* Recorded information:
━━━━━━━━━━━━━━━━━━━━━━━━━━━━━━

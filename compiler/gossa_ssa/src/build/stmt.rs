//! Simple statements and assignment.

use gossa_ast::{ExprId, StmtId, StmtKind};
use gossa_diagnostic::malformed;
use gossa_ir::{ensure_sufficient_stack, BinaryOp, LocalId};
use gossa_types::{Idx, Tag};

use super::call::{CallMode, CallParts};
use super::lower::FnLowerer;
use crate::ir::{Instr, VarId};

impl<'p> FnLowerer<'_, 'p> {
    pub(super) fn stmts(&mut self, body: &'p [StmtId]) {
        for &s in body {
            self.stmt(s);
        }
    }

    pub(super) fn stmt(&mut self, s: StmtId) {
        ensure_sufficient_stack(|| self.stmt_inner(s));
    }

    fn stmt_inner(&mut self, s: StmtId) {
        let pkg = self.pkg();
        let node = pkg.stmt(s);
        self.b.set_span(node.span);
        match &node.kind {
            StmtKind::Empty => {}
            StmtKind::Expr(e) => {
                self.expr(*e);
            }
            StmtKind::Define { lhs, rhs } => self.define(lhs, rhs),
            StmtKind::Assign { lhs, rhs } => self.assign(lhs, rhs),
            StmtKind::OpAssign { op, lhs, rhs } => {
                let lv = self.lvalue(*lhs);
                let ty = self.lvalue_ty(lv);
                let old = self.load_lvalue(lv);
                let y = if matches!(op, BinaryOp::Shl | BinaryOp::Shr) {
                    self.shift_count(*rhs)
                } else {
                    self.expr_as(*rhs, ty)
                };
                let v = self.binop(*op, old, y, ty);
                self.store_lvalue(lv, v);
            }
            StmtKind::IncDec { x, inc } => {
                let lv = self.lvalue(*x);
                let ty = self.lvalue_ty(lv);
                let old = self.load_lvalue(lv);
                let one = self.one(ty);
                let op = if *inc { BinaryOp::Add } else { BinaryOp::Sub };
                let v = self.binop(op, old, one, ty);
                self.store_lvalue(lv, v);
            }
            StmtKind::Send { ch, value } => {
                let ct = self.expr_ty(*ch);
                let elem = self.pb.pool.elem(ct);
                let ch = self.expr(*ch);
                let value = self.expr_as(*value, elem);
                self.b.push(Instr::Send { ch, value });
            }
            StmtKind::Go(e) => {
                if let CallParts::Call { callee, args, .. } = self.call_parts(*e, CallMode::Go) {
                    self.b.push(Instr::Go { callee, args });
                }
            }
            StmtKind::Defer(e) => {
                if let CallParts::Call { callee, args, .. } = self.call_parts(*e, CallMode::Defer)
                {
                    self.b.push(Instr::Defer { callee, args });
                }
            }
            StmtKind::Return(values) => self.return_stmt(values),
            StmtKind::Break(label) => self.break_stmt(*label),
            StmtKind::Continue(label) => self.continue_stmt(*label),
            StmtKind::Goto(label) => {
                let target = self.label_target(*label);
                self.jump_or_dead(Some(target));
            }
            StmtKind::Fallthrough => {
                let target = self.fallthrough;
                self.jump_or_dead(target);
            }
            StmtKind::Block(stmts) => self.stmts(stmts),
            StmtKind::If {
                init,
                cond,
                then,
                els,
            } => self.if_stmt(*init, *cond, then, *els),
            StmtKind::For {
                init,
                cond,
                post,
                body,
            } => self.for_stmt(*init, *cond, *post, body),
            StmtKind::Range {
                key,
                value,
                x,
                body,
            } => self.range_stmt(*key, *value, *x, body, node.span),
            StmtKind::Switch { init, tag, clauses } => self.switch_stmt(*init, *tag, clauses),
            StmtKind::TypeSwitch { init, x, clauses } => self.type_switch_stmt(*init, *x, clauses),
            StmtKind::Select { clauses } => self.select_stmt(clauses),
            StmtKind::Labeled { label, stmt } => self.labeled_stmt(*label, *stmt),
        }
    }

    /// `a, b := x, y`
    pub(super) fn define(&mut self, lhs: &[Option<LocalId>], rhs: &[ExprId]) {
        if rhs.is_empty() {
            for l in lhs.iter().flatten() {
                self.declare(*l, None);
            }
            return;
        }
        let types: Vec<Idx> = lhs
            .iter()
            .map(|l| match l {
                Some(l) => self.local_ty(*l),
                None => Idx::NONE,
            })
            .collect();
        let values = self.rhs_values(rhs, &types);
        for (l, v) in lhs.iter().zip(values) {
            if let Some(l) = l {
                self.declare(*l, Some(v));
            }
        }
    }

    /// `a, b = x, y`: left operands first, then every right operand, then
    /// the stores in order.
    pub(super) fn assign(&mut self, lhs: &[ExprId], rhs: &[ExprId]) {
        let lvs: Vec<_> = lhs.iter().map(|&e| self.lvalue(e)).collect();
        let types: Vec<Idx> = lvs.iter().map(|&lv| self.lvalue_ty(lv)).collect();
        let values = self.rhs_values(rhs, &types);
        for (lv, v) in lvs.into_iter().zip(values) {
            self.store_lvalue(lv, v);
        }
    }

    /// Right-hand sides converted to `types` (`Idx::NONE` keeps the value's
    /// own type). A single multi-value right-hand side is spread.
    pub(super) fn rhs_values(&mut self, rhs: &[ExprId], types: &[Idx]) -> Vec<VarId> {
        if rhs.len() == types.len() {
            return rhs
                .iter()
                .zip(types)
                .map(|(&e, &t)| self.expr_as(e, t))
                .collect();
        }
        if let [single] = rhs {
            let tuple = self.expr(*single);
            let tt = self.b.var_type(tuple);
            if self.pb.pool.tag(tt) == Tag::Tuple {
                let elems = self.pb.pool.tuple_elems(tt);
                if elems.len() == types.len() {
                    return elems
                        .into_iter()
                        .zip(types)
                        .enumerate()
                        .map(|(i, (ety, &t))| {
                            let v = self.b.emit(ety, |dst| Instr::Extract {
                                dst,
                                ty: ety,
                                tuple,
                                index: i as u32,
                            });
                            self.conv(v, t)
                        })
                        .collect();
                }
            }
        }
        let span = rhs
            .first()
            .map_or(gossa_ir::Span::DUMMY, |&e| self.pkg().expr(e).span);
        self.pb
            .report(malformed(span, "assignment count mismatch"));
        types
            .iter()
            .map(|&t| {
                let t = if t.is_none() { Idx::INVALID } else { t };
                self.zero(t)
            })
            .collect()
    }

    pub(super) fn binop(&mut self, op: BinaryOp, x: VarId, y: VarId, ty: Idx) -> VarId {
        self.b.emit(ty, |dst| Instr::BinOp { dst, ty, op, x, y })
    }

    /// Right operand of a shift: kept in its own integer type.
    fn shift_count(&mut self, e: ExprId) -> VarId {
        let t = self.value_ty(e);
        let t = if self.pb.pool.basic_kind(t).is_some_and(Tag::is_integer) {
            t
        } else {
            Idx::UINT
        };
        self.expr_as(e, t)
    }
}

━━━━━━━━━━━━━━━━━━━━━━━━━━━━━━

* About this task: Examine the entries and report how many of their lines contain the string "init", giving no more than the number.

* Solution to the problem: 6